Dataset content:
- Opening Delimiter -
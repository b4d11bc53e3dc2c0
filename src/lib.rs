//! Titleforge Server Library
//!
//! This library exposes the internal modules for testing and potential reuse.

pub mod config;
pub mod generation;
pub mod llm;
pub mod optimizer;
pub mod server;
pub mod user;

// Re-export commonly used types for convenience
pub use generation::{GenerationGate, GenerationService};
pub use optimizer::Platform;
pub use server::{run_server, RequestsLoggingLevel, ServerConfig};
pub use user::{JwtKeys, SqliteUserStore, UserStore};
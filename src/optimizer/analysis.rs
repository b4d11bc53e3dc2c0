//! Analysis rendering: turns scorer metrics or free-form LLM markdown
//! into labeled sections for progressive-disclosure display.

use super::platform::Platform;
use lazy_static::lazy_static;
use regex::Regex;
use serde::{Deserialize, Serialize};

/// One expandable section of the analysis output.
#[derive(Debug, Clone, PartialEq, Serialize, Deserialize)]
pub struct AnalysisSection {
    pub header: String,
    pub body: String,
}

impl AnalysisSection {
    fn new(header: impl Into<String>, body: impl Into<String>) -> Self {
        Self {
            header: header.into(),
            body: body.into(),
        }
    }
}

/// Metrics bundle fed into the fixed analysis template.
#[derive(Debug, Clone)]
pub struct TitleMetrics {
    pub keywords: Vec<String>,
    pub readability: i32,
    pub engagement_score: i32,
    pub power_word_count: usize,
    pub trigger_count: usize,
    pub keyword_preservation: f64,
    pub keyword_density: f64,
    pub optimized_length: usize,
}

/// Readability below this threshold triggers a simplification tip.
const LOW_READABILITY: i32 = 50;
/// Preservation below this fraction triggers a keep-your-keywords tip.
const LOW_PRESERVATION: f64 = 0.5;
/// Length deviations beyond this many characters trigger a length tip.
const LENGTH_TOLERANCE: usize = 10;

lazy_static! {
    static ref HEADER_LINE: Regex = Regex::new(r"^#{1,2}\s+(.*)$").unwrap();
    static ref BOLD: Regex = Regex::new(r"\*\*(.+?)\*\*").unwrap();
    static ref LIST_ITEM: Regex = Regex::new(r"^[-*]\s+(.*)$").unwrap();
}

/// Render the fixed metrics template into labeled sections.
pub fn render_metrics(title: &str, platform: Platform, metrics: &TitleMetrics) -> Vec<AnalysisSection> {
    let profile = platform.profile();

    let keyword_line = if metrics.keywords.is_empty() {
        "No content-bearing keywords were found in the original title.".to_string()
    } else {
        format!("Primary keywords identified: {}.", metrics.keywords.join(", "))
    };
    let keyword_strategy = format!(
        "{}<br><strong>Keyword preservation:</strong> {:.0}%<br>\
<strong>Keyword density:</strong> {:.0}%",
        keyword_line,
        metrics.keyword_preservation * 100.0,
        metrics.keyword_density,
    );

    let engagement_factors = format!(
        "<strong>Power words:</strong> {}<br><strong>Emotional triggers:</strong> {}<br>\
<strong>Question format:</strong> {}<br><strong>Contains a number:</strong> {}<br>{}",
        metrics.power_word_count,
        metrics.trigger_count,
        yes_no(title.ends_with('?')),
        yes_no(title.chars().any(|c| c.is_ascii_digit())),
        profile.algorithm_factors,
    );

    let technical = format!(
        "<strong>Readability:</strong> {}/100<br><strong>Engagement score:</strong> {}/100<br>\
<strong>Length:</strong> {} of {} characters (optimal around {})",
        metrics.readability,
        metrics.engagement_score,
        metrics.optimized_length,
        profile.char_limit,
        profile.optimal_length,
    );

    let tips = render_tips(title, platform, metrics);

    vec![
        AnalysisSection::new("Keyword Strategy", keyword_strategy),
        AnalysisSection::new("Engagement Factors", engagement_factors),
        AnalysisSection::new("Technical Metrics", technical),
        AnalysisSection::new("Optimization Tips", tips),
    ]
}

fn render_tips(title: &str, platform: Platform, metrics: &TitleMetrics) -> String {
    let profile = platform.profile();
    let mut tips: Vec<&str> = Vec::new();

    if metrics.readability < LOW_READABILITY {
        tips.push("Use shorter, simpler words to make the title easier to scan.");
    }
    if !metrics.keywords.is_empty() && metrics.keyword_preservation < LOW_PRESERVATION {
        tips.push("Keep more of the original keywords so the topic stays searchable.");
    }
    if metrics.optimized_length > profile.optimal_length + LENGTH_TOLERANCE {
        tips.push("Shorten the title towards the platform's optimal length.");
    } else if metrics.optimized_length + LENGTH_TOLERANCE < profile.optimal_length {
        tips.push("A slightly longer, more descriptive title tends to perform better here.");
    }
    if !title.chars().any(|c| c.is_ascii_digit()) {
        tips.push("Consider adding a number; listicle framing lifts click-through.");
    }
    if platform == Platform::Facebook && !title.ends_with('?') {
        tips.push("Question phrasing invites comments on this platform.");
    }

    if tips.is_empty() {
        format!("{}<br>{}", "The title hits the main optimization marks.", profile.style_guidelines)
    } else {
        tips.iter().map(|t| format!("<li>{}</li>", t)).collect::<Vec<_>>().join("")
    }
}

fn yes_no(flag: bool) -> &'static str {
    if flag {
        "yes"
    } else {
        "no"
    }
}

/// Best-effort reflow of markdown-like LLM output into sections.
///
/// Lines starting with `#` or `##` open a new section; `**bold**` spans
/// become `<strong>`, `- ` list markers become `<li>` items and plain
/// line breaks become `<br>` separators. Malformed markdown is not
/// validated; text before the first header lands in a preamble section.
pub fn reflow_markdown(text: &str) -> Vec<AnalysisSection> {
    let mut sections: Vec<AnalysisSection> = Vec::new();
    let mut header: Option<String> = None;
    let mut body_lines: Vec<String> = Vec::new();

    let flush =
        |header: &mut Option<String>, body_lines: &mut Vec<String>, sections: &mut Vec<AnalysisSection>| {
            let has_content = body_lines.iter().any(|l| !l.trim().is_empty());
            if header.is_some() || has_content {
                sections.push(AnalysisSection::new(
                    header.take().unwrap_or_else(|| "Analysis".to_string()),
                    body_lines.join("<br>"),
                ));
            }
            body_lines.clear();
        };

    for line in text.lines() {
        let line = line.trim_end();
        if let Some(captures) = HEADER_LINE.captures(line) {
            flush(&mut header, &mut body_lines, &mut sections);
            header = Some(captures[1].trim().to_string());
            continue;
        }

        let formatted = if let Some(captures) = LIST_ITEM.captures(line) {
            format!("<li>{}</li>", BOLD.replace_all(&captures[1], "<strong>$1</strong>"))
        } else {
            BOLD.replace_all(line, "<strong>$1</strong>").to_string()
        };
        body_lines.push(formatted);
    }
    flush(&mut header, &mut body_lines, &mut sections);

    sections
}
- Closing Delimiter -
What you are asked to do:
An exact repetition of all the records above is required.

Answer to the problem:
repository b4d11bc53e3dc2c0
filename src/lib.rs
//! Titleforge Server Library
//!
//! This library exposes the internal modules for testing and potential reuse.

pub mod config;
pub mod generation;
pub mod llm;
pub mod optimizer;
pub mod server;
pub mod user;

// Re-export commonly used types for convenience
pub use generation::{GenerationGate, GenerationService};
pub use optimizer::Platform;
pub use server::{run_server, RequestsLoggingLevel, ServerConfig};
pub use user::{JwtKeys, SqliteUserStore, UserStore};
filename src/optimizer/analysis.rs
repository b4d11bc53e3dc2c0
//! Analysis rendering: turns scorer metrics or free-form LLM markdown
//! into labeled sections for progressive-disclosure display.

use super::platform::Platform;
use lazy_static::lazy_static;
use regex::Regex;
use serde::{Deserialize, Serialize};

/// One expandable section of the analysis output.
#[derive(Debug, Clone, PartialEq, Serialize, Deserialize)]
pub struct AnalysisSection {
    pub header: String,
    pub body: String,
}

impl AnalysisSection {
    fn new(header: impl Into<String>, body: impl Into<String>) -> Self {
        Self {
            header: header.into(),
            body: body.into(),
        }
    }
}

/// Metrics bundle fed into the fixed analysis template.
#[derive(Debug, Clone)]
pub struct TitleMetrics {
    pub keywords: Vec<String>,
    pub readability: i32,
    pub engagement_score: i32,
    pub power_word_count: usize,
    pub trigger_count: usize,
    pub keyword_preservation: f64,
    pub keyword_density: f64,
    pub optimized_length: usize,
}

/// Readability below this threshold triggers a simplification tip.
const LOW_READABILITY: i32 = 50;
/// Preservation below this fraction triggers a keep-your-keywords tip.
const LOW_PRESERVATION: f64 = 0.5;
/// Length deviations beyond this many characters trigger a length tip.
const LENGTH_TOLERANCE: usize = 10;

lazy_static! {
    static ref HEADER_LINE: Regex = Regex::new(r"^#{1,2}\s+(.*)$").unwrap();
    static ref BOLD: Regex = Regex::new(r"\*\*(.+?)\*\*").unwrap();
    static ref LIST_ITEM: Regex = Regex::new(r"^[-*]\s+(.*)$").unwrap();
}

/// Render the fixed metrics template into labeled sections.
pub fn render_metrics(title: &str, platform: Platform, metrics: &TitleMetrics) -> Vec<AnalysisSection> {
    let profile = platform.profile();

    let keyword_line = if metrics.keywords.is_empty() {
        "No content-bearing keywords were found in the original title.".to_string()
    } else {
        format!("Primary keywords identified: {}.", metrics.keywords.join(", "))
    };
    let keyword_strategy = format!(
        "{}<br><strong>Keyword preservation:</strong> {:.0}%<br>\
<strong>Keyword density:</strong> {:.0}%",
        keyword_line,
        metrics.keyword_preservation * 100.0,
        metrics.keyword_density,
    );

    let engagement_factors = format!(
        "<strong>Power words:</strong> {}<br><strong>Emotional triggers:</strong> {}<br>\
<strong>Question format:</strong> {}<br><strong>Contains a number:</strong> {}<br>{}",
        metrics.power_word_count,
        metrics.trigger_count,
        yes_no(title.ends_with('?')),
        yes_no(title.chars().any(|c| c.is_ascii_digit())),
        profile.algorithm_factors,
    );

    let technical = format!(
        "<strong>Readability:</strong> {}/100<br><strong>Engagement score:</strong> {}/100<br>\
<strong>Length:</strong> {} of {} characters (optimal around {})",
        metrics.readability,
        metrics.engagement_score,
        metrics.optimized_length,
        profile.char_limit,
        profile.optimal_length,
    );

    let tips = render_tips(title, platform, metrics);

    vec![
        AnalysisSection::new("Keyword Strategy", keyword_strategy),
        AnalysisSection::new("Engagement Factors", engagement_factors),
        AnalysisSection::new("Technical Metrics", technical),
        AnalysisSection::new("Optimization Tips", tips),
    ]
}

fn render_tips(title: &str, platform: Platform, metrics: &TitleMetrics) -> String {
    let profile = platform.profile();
    let mut tips: Vec<&str> = Vec::new();

    if metrics.readability < LOW_READABILITY {
        tips.push("Use shorter, simpler words to make the title easier to scan.");
    }
    if !metrics.keywords.is_empty() && metrics.keyword_preservation < LOW_PRESERVATION {
        tips.push("Keep more of the original keywords so the topic stays searchable.");
    }
    if metrics.optimized_length > profile.optimal_length + LENGTH_TOLERANCE {
        tips.push("Shorten the title towards the platform's optimal length.");
    } else if metrics.optimized_length + LENGTH_TOLERANCE < profile.optimal_length {
        tips.push("A slightly longer, more descriptive title tends to perform better here.");
    }
    if !title.chars().any(|c| c.is_ascii_digit()) {
        tips.push("Consider adding a number; listicle framing lifts click-through.");
    }
    if platform == Platform::Facebook && !title.ends_with('?') {
        tips.push("Question phrasing invites comments on this platform.");
    }

    if tips.is_empty() {
        format!("{}<br>{}", "The title hits the main optimization marks.", profile.style_guidelines)
    } else {
        tips.iter().map(|t| format!("<li>{}</li>", t)).collect::<Vec<_>>().join("")
    }
}

fn yes_no(flag: bool) -> &'static str {
    if flag {
        "yes"
    } else {
        "no"
    }
}

/// Best-effort reflow of markdown-like LLM output into sections.
///
/// Lines starting with `#` or `##` open a new section; `**bold**` spans
/// become `<strong>`, `- ` list markers become `<li>` items and plain
/// line breaks become `<br>` separators. Malformed markdown is not
/// validated; text before the first header lands in a preamble section.
pub fn reflow_markdown(text: &str) -> Vec<AnalysisSection> {
    let mut sections: Vec<AnalysisSection> = Vec::new();
    let mut header: Option<String> = None;
    let mut body_lines: Vec<String> = Vec::new();

    let flush =
        |header: &mut Option<String>, body_lines: &mut Vec<String>, sections: &mut Vec<AnalysisSection>| {
            let has_content = body_lines.iter().any(|l| !l.trim().is_empty());
            if header.is_some() || has_content {
                sections.push(AnalysisSection::new(
                    header.take().unwrap_or_else(|| "Analysis".to_string()),
                    body_lines.join("<br>"),
                ));
            }
            body_lines.clear();
        };

    for line in text.lines() {
        let line = line.trim_end();
        if let Some(captures) = HEADER_LINE.captures(line) {
            flush(&mut header, &mut body_lines, &mut sections);
            header = Some(captures[1].trim().to_string());
            continue;
        }

        let formatted = if let Some(captures) = LIST_ITEM.captures(line) {
            format!("<li>{}</li>", BOLD.replace_all(&captures[1], "<strong>$1</strong>"))
        } else {
            BOLD.replace_all(line, "<strong>$1</strong>").to_string()
        };
        body_lines.push(formatted);
    }
    flush(&mut header, &mut body_lines, &mut sections);

    sections
}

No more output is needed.